Exercise =>
The answer should consist of every line in the material below that has the word "match".

Data extracts =>
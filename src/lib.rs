//! # gpurec
//!
//! GPU screen recording pipeline for Linux: zero-copy capture, in-GPU
//! color conversion, hardware encoding, and a rolling replay buffer.
//!
//! This crate is the top of the [gpurec](https://github.com/gpurec/gpurec)
//! workspace and owns the control plane - frame pacing, output sinks, the
//! replay ring, signals, session wiring - while the heavy lifting lives in
//! the member crates:
//!
//! - **[`gpurec_gl`]** - runtime-loaded GL/EGL/GLX, monitors, GPU vendor
//! - **[`gpurec_kms`]** - the privileged KMS plane broker
//! - **[`gpurec_capture`]** - KMS / XComposite / portal / NvFBC backends,
//!   damage and cursor tracking
//! - **[`gpurec_color`]** - RGB to NV12/P010 conversion shaders
//! - **[`gpurec_encode`]** - VAAPI / CUDA / software destination surfaces
//!
//! # Dataflow
//!
//! ```text
//! capture backend ──► EGL image ──► color engine ──► encoder adapter
//!        ▲                              (Y + UV)           │
//!        │                                                 ▼
//!   frame pacer ◄── damage tracker            encoder (external impl)
//!        │                                                 │
//!        └────────────► output sink ◄──────── packets ─────┘
//!                      (muxer / replay ring / TCP mirror)
//! ```
//!
//! # Quick Start
//!
//! ```rust,ignore
//! use gpurec::{RecordingSession, RecordConfig, CaptureTarget, OutputTarget};
//!
//! let config = RecordConfig::builder()
//!     .target(CaptureTarget::Monitor("DP-1".into()))
//!     .fps(60)
//!     .output(OutputTarget::File("out.mp4".into()))
//!     .build();
//!
//! // `encoder` and `muxer` implement the narrow external contracts in
//! // `gpurec::muxer` / `gpurec_encode::Encoder` on top of an AV library.
//! let mut session = RecordingSession::new(config, encoder, muxer)?;
//! session.run()?;
//! ```
//!
//! # Signals
//!
//! - `SIGINT` / `SIGTERM`: stop; an in-flight replay save completes first
//! - `SIGUSR1`: save the replay buffer; the file path is printed to stdout
//! - `SIGUSR2`: toggle pause
//!
//! # Concurrency
//!
//! The dataplane is single-threaded around the pacer loop. The PipeWire
//! loop thread (portal capture), the replay-save task and any audio
//! producer threads synchronize only through the sink mutex and the
//! latched-state mutexes documented in the member crates. The GL context
//! is pinned to the pacer thread.

pub mod clock;
pub mod config;
pub mod error;
pub mod muxer;
pub mod pacer;
pub mod replay;
pub mod session;
pub mod signal_flags;
pub mod sink;
pub mod stream_server;

pub use clock::RecordingClock;
pub use config::{
    exit_codes, BitrateMode, CaptureTarget, EncoderChoice, FramerateMode, OutputTarget,
    RecordConfig, RecordConfigBuilder, REPLAY_SECONDS_MAX, REPLAY_SECONDS_MIN,
};
pub use error::{RecordError, Result};
pub use muxer::{ContainerFactory, ContainerWriter};
pub use pacer::{FramePacer, PacerConfig, TickDecision};
pub use replay::{ReplayRing, ReplaySaver, ReplaySnapshot};
pub use session::RecordingSession;
pub use sink::{DirectSink, OutputSink, ReplaySink, SharedSink};
pub use stream_server::{StreamServer, STREAM_PORT};

/// Crate version
pub const VERSION: &str = env!("CARGO_PKG_VERSION");

#[cfg(test)]
mod tests {
    use super::*;

    #[test]
    fn test_version() {
        assert!(!VERSION.is_empty());
    }
}
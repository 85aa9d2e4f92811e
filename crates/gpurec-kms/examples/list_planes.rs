//! Spawn the broker and dump the current scanout planes.
//!
//! Needs `gpurec-kms-broker` on $PATH (or next to the example binary) and
//! will go through pkexec when not run as root.
//!
//! ```sh
//! cargo run --example list_planes
//! ```

use gpurec_kms::BrokerClient;

fn main() {
    tracing_subscriber::fmt().with_writer(std::io::stderr).init();

    let Some(card) = gpurec_kms::default_card_path() else {
        eprintln!("no DRM card found");
        std::process::exit(23);
    };

    let mut broker = match BrokerClient::spawn(&card) {
        Ok(broker) => broker,
        Err(e) => {
            eprintln!("broker spawn failed: {e}");
            std::process::exit(3);
        }
    };

    match broker.get_kms() {
        Ok(response) => {
            for (i, item) in response.items.iter().enumerate() {
                println!(
                    "plane {}: {}x{} fourcc {:#010x} modifier {:#x} connector {} cursor={} hdr={} planes={}",
                    i,
                    item.width,
                    item.height,
                    item.pixel_format,
                    item.modifier,
                    item.connector_id,
                    item.is_cursor,
                    item.hdr_metadata.is_some(),
                    item.bufs.len(),
                );
            }
        }
        Err(e) => {
            eprintln!("GET_KMS failed: {e}");
            std::process::exit(3);
        }
    }
}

Result =>
    let mut broker = match BrokerClient::spawn(&card) {
    match broker.get_kms() {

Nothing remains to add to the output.